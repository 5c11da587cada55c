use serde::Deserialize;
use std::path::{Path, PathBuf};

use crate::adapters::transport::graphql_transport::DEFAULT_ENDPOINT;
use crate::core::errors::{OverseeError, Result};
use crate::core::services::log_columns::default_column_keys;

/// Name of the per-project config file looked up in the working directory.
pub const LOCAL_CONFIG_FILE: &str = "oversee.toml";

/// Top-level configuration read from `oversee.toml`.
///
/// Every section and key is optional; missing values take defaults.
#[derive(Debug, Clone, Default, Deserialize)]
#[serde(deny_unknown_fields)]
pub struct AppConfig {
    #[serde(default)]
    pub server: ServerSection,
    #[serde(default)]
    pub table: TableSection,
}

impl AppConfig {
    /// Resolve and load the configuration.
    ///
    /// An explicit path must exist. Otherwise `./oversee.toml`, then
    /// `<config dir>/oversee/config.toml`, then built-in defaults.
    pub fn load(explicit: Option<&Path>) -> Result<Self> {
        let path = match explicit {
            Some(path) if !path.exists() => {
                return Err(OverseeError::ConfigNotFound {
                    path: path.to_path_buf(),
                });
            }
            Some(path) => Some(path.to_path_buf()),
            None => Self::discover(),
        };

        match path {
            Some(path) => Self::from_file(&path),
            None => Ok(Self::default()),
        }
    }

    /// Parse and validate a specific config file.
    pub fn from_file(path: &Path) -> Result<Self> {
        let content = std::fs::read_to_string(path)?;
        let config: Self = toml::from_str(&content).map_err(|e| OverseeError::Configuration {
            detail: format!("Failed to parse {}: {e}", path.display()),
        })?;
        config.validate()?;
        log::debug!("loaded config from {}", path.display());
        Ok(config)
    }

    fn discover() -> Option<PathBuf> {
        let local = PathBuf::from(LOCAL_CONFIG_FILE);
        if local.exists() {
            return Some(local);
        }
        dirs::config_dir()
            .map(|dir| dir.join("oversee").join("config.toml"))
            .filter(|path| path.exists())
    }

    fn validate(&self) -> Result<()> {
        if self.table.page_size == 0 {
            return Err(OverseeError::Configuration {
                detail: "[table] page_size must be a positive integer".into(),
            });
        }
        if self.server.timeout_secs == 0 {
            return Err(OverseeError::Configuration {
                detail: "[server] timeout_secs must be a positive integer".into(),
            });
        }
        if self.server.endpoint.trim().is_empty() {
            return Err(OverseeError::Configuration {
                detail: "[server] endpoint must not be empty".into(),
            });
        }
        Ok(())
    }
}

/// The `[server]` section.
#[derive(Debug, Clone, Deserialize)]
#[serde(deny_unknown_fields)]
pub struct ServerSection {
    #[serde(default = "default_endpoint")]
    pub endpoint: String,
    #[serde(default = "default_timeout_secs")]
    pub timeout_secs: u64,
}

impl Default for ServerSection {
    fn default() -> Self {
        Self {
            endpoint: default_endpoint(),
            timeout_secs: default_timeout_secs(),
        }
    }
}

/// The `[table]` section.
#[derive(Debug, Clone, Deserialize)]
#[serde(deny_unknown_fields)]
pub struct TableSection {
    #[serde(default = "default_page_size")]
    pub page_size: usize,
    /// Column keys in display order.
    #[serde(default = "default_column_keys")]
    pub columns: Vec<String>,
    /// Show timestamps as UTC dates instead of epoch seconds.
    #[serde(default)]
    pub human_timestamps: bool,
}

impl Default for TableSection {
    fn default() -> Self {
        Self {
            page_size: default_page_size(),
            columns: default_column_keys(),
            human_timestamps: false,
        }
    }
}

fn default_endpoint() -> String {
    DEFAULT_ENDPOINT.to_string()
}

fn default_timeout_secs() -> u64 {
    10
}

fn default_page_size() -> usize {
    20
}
...
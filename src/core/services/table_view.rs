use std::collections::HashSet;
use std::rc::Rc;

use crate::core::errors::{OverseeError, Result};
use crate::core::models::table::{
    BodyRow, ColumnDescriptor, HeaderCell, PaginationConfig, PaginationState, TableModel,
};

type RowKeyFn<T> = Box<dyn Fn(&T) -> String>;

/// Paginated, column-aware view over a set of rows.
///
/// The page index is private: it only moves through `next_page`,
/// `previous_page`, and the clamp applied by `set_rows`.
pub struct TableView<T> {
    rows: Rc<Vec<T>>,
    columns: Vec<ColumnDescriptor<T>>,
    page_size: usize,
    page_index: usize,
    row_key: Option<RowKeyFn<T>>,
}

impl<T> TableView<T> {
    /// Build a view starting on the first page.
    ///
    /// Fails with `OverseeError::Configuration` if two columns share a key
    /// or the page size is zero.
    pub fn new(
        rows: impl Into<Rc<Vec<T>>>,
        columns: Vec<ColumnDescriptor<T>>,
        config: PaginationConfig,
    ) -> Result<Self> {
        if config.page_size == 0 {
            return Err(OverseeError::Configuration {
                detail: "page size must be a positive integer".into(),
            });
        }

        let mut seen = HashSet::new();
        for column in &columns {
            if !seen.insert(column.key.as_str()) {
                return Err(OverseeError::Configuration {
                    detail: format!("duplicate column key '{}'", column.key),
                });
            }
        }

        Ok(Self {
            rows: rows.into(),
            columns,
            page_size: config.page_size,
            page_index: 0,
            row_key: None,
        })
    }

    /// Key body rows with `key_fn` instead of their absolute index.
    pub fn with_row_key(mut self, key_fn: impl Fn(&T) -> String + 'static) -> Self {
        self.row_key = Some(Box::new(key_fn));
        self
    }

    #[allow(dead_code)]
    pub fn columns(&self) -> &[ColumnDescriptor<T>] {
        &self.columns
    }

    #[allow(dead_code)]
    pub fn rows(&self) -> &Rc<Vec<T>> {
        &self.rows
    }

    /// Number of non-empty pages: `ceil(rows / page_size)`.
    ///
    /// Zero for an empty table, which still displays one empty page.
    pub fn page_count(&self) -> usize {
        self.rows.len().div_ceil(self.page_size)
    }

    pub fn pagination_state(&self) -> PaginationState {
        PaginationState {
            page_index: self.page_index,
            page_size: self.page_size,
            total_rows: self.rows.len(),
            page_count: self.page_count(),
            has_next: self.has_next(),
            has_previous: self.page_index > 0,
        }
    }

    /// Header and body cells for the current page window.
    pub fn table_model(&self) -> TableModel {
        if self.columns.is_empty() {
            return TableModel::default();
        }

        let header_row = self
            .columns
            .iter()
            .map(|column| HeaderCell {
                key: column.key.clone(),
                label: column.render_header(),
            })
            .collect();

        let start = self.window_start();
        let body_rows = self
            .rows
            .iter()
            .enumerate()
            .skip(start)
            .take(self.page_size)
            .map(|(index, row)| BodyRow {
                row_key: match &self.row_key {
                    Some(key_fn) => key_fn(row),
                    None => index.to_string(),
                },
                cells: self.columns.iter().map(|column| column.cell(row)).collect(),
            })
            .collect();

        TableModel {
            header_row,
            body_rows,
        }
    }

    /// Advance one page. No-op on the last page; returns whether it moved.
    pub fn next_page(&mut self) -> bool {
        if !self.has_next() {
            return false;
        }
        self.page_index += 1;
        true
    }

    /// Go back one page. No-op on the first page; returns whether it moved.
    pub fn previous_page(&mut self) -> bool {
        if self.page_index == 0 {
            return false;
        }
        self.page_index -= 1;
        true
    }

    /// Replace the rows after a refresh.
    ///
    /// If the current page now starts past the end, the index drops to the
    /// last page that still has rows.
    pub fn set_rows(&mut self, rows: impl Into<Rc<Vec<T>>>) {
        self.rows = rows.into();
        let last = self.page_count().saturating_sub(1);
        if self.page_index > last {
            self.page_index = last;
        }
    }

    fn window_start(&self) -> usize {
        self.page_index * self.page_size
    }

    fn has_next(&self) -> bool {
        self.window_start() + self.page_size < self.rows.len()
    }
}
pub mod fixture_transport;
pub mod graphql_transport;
* * *
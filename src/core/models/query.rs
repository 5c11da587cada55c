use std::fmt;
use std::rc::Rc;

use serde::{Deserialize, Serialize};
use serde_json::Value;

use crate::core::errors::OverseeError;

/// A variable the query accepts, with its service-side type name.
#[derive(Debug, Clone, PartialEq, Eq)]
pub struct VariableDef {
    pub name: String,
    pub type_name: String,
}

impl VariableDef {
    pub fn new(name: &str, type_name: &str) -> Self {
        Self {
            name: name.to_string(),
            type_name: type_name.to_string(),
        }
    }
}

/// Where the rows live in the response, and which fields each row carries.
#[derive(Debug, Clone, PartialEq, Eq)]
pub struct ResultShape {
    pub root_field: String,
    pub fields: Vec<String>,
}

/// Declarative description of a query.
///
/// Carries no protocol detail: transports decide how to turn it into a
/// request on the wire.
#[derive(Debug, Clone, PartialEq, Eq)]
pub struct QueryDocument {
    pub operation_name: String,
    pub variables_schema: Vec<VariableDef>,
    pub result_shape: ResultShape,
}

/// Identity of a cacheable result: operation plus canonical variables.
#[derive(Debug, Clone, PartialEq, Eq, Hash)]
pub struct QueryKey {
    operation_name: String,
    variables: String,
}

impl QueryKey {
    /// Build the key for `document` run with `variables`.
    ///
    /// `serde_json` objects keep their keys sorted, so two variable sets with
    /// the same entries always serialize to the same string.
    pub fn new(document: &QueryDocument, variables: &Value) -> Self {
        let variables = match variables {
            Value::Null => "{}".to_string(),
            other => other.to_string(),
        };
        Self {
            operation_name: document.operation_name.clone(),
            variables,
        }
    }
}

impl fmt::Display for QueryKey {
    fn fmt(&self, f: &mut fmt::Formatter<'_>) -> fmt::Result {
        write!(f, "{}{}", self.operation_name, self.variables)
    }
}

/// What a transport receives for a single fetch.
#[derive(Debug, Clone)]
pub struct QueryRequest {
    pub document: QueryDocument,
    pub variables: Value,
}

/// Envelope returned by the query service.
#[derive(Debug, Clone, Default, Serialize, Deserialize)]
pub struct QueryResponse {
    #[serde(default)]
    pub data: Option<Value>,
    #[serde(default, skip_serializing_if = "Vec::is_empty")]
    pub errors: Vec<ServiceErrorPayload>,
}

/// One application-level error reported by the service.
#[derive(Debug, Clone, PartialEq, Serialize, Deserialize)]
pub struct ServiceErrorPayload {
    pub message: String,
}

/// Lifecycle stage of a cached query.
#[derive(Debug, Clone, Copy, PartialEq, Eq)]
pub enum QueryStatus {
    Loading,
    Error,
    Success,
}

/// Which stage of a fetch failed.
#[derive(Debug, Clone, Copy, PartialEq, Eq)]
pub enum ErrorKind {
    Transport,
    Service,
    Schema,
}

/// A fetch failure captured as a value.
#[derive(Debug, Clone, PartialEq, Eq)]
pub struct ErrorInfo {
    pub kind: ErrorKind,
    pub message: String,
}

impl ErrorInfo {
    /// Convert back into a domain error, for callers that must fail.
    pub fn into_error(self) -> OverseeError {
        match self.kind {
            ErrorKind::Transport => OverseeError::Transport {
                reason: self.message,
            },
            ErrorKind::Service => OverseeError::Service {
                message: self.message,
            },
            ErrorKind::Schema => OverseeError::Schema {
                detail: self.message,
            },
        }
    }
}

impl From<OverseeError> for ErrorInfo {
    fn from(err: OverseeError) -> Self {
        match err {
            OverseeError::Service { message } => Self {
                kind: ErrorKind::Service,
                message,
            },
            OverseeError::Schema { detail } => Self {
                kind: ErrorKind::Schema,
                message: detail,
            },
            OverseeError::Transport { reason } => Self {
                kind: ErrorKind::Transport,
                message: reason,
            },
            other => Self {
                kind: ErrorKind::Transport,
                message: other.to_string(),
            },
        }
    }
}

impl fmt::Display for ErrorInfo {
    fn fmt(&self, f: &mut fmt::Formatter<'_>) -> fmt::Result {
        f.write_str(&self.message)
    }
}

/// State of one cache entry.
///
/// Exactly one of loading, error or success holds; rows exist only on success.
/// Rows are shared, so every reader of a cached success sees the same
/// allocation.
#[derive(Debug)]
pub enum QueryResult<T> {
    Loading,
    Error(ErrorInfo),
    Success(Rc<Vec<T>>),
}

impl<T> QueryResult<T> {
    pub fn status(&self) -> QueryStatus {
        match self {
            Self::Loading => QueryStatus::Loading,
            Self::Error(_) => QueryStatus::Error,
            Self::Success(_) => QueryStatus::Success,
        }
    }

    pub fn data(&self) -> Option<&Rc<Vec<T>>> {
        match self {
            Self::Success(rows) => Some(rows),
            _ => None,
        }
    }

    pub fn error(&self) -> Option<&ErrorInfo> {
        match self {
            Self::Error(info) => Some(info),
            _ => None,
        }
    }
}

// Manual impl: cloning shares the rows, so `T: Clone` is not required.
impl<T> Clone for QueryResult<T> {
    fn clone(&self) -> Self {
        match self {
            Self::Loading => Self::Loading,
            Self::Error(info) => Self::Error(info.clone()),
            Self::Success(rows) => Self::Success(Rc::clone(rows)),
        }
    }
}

WHAT TO DO: Reproduce every line in the records above that contains the word "HeaderCell".

RESPONSE TO THIS EXERCISE:
    BodyRow, ColumnDescriptor, HeaderCell, PaginationConfig, PaginationState, TableModel,
            .map(|column| HeaderCell {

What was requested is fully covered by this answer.